His love of food and food culture started right at home with his family. “Food for me is a familial thing, a cultural thing,” says Wooten. “A lot of my fondest memories are around the dinner table or being in the kitchen with my mom and my grandmother. My dad is a chef and so is my grandpa. So I'm kind of third generation, in a sense. I'm not classically trained. But growing up that close to people who are in that industry, it conditions you to have a different scrutiny about food. What's “good” versus what isn’t.”

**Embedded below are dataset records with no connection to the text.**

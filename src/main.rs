//! MCP Server Entry Point
//!
//! Initializes logging, loads configuration from the environment and starts
//! the server on the transport selected by `SERVER_MODE`.

use anyhow::{Context, Result};
use tracing::{Level, error, info};
use tracing_subscriber::{EnvFilter, fmt};

use mcp_demo_server::core::{Config, McpServer, TransportService};

#[tokio::main]
async fn main() -> Result<()> {
    // Load configuration from environment
    let config = Config::from_env();

    // Initialize logging
    init_logging(&config.logging.level);

    info!("Starting {} v{}", config.server.name, config.server.version);

    let server = McpServer::new(config.clone()).context("failed to build MCP server")?;

    info!("Server initialized");

    let transport = TransportService::new(config.transport);
    if let Err(e) = transport.run(server).await {
        error!("Server error: {}", e);
        return Err(e).context("transport failed");
    }

    info!("Server shutting down");

    Ok(())
}

/// Initialize the logging subsystem.
///
/// Logs go to stderr; stdout is reserved for the STDIO transport.
fn init_logging(level: &str) {
    let level = match level.to_lowercase().as_str() {
        "trace" => Level::TRACE,
        "debug" => Level::DEBUG,
        "info" => Level::INFO,
        "warn" => Level::WARN,
        "error" => Level::ERROR,
        _ => Level::INFO,
    };

    let filter = EnvFilter::from_default_env().add_directive(level.into());

    fmt()
        .with_env_filter(filter)
        .with_target(true)
        .with_thread_ids(false)
        .with_file(false)
        .with_line_number(false)
        .with_writer(std::io::stderr)
        .init();
}
//! Dad joke tool definition.
//!
//! Picks a joke uniformly at random from a fixed pool. The random source is
//! owned by the tool instance, so a fixed seed gives a reproducible sequence.

use rand::{Rng, SeedableRng, rngs::StdRng};
use rmcp::model::{CallToolResult, Content, JsonObject, Tool};
use serde_json::json;
use std::sync::{Arc, Mutex};
use std::time::{SystemTime, UNIX_EPOCH};
use tracing::debug;

use crate::domains::tools::{ToolError, ToolHandler};

/// The joke pool. Read-only for the lifetime of the process.
pub const JOKES: [&str; 20] = [
    "Why don't scientists trust atoms? Because they make up everything!",
    "What do you call a fake noodle? An impasta!",
    "Why did the scarecrow win an award? He was outstanding in his field!",
    "I used to hate facial hair, but then it grew on me.",
    "Why don't eggs tell jokes? They'd crack each other up!",
    "What do you call a bear with no teeth? A gummy bear!",
    "Why couldn't the bicycle stand up by itself? It was two tired!",
    "What did the ocean say to the beach? Nothing, it just waved!",
    "Why do fathers take an extra pair of socks to golf? In case they get a hole in one!",
    "How does a penguin build its house? Igloos it together!",
    "What did the janitor say when he jumped out of the closet? Supplies!",
    "Why did the math book look so sad? Because it had too many problems.",
    "What do you call cheese that isn't yours? Nacho cheese!",
    "Why can't you hear a psychiatrist using the bathroom? Because the 'p' is silent.",
    "What's the best thing about Switzerland? I don't know, but the flag is a big plus!",
    "Did you hear about the restaurant on the moon? Great food, no atmosphere.",
    "Why do chicken coops only have two doors? Because if they had four, they'd be chicken sedans!",
    "What do you call a fish wearing a bowtie? Sofishticated!",
    "How do you organize a space party? You planet!",
    "Why don't skeletons fight each other? They don't have the guts!",
];

/// Dad joke tool - returns a random joke from [`JOKES`].
pub struct DadJokeTool {
    rng: Mutex<StdRng>,
}

impl DadJokeTool {
    /// Tool name as registered in MCP.
    pub const NAME: &'static str = "dad_joke";

    /// Tool description shown to clients.
    pub const DESCRIPTION: &'static str = "Get a random dad joke to brighten your day";

    /// Create the tool around an explicit random source.
    pub fn new(rng: StdRng) -> Self {
        Self {
            rng: Mutex::new(rng),
        }
    }

    /// Create the tool with a generator seeded from `seed`.
    pub fn seeded(seed: u64) -> Self {
        Self::new(StdRng::seed_from_u64(seed))
    }

    /// Create the tool with a generator seeded from the current time.
    pub fn from_clock() -> Self {
        let nanos = SystemTime::now()
            .duration_since(UNIX_EPOCH)
            .map(|d| d.as_nanos() as u64)
            .unwrap_or_default();
        Self::seeded(nanos)
    }

    /// Choose a joke with the given generator.
    pub fn pick<R: Rng>(rng: &mut R) -> &'static str {
        JOKES[rng.gen_range(0..JOKES.len())]
    }

    /// Draw the next joke from this tool's generator.
    pub fn joke(&self) -> &'static str {
        // The generator state stays valid even if a holder panicked.
        let mut rng = self.rng.lock().unwrap_or_else(|e| e.into_inner());
        let joke = Self::pick(&mut *rng);
        debug!("Picked joke: {}", joke);
        joke
    }

    /// Input schema: an object with no properties.
    pub fn input_schema() -> Arc<JsonObject> {
        let mut schema = JsonObject::new();
        schema.insert("type".to_string(), json!("object"));
        schema.insert("properties".to_string(), json!({}));
        Arc::new(schema)
    }

    /// Create a Tool model for this tool (metadata).
    pub fn to_tool() -> Tool {
        Tool {
            name: Self::NAME.into(),
            description: Some(Self::DESCRIPTION.into()),
            input_schema: Self::input_schema(),
            annotations: None,
            output_schema: None,
            icons: None,
            meta: None,
            title: None,
        }
    }
}

impl ToolHandler for DadJokeTool {
    fn call(&self, _arguments: Option<&JsonObject>) -> Result<CallToolResult, ToolError> {
        Ok(CallToolResult::success(vec![Content::text(self.joke())]))
    }
}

Originally from Ohio, Antonio came to the city of Brotherly Love to get his education. He attended the former Philadelphia University, now Thomas Jefferson University, graduating at the onset of the pandemic. After a brief stay back home in Ohio, Antonio returned to Philly, ready to work.
He credits his own growth with food to living in Philadelphia. “I think even moving to Philly expanded my palette in a lot of ways,” he says. “The Midwest is a lot more conservative. In terms of openness to culture, there are a lot of things that I got exposed to simply by moving to the East Coast.”
Food for Antonio represents more than what we consume, but also community. “Food, especially throughout college, has been a way for me to build relationships with people, to slow down. I was often the friend who would talk about or bring up food in the course of our plans, because if food is not included, I'm not either. And, you know, those who get it, get it.”
When asked about his handle, KitchenEbonics, Antonio unapologetically answers, “I've always been obsessed with Black shit.” Ebonics, the previous term used for the unique dialects created in Black communities, has fallen out of favor for more technical terms such as “African American Vernacular English”. Antonio isn’t bothered by that. “‘Ebonics’ was maybe something I learned in high school. I didn't think much of it. I ran into it somewhere and it came back up. Not that it ever left me. The more I sat with it and thought about it, the more I thought about the ways it's in my life, my story, and in a lot of Black people's story. Just like food, like barbecues and cookouts, it’s always been like an integral thing.”
Deeper than just a social media handle, Antonio’s intention to build his platform on Black food and food culture reflects a deeper knowledge of food traditions and valuing our heritage and history. “There is a very unique way that we speak through food. There are things associated with Black culture, sometimes that make us appear monolithic. But it's deep, the canon is deep as far as the things that we prepare and the food that we've influenced. We created culinary arts, period. We used to cook for a lot of these people who formerly enslaved us. I wanted my name/namesake to represent that nature of how we are as Black people are speaking through the kitchen, through food. So the kitchen is the place. Ebonics is a language.”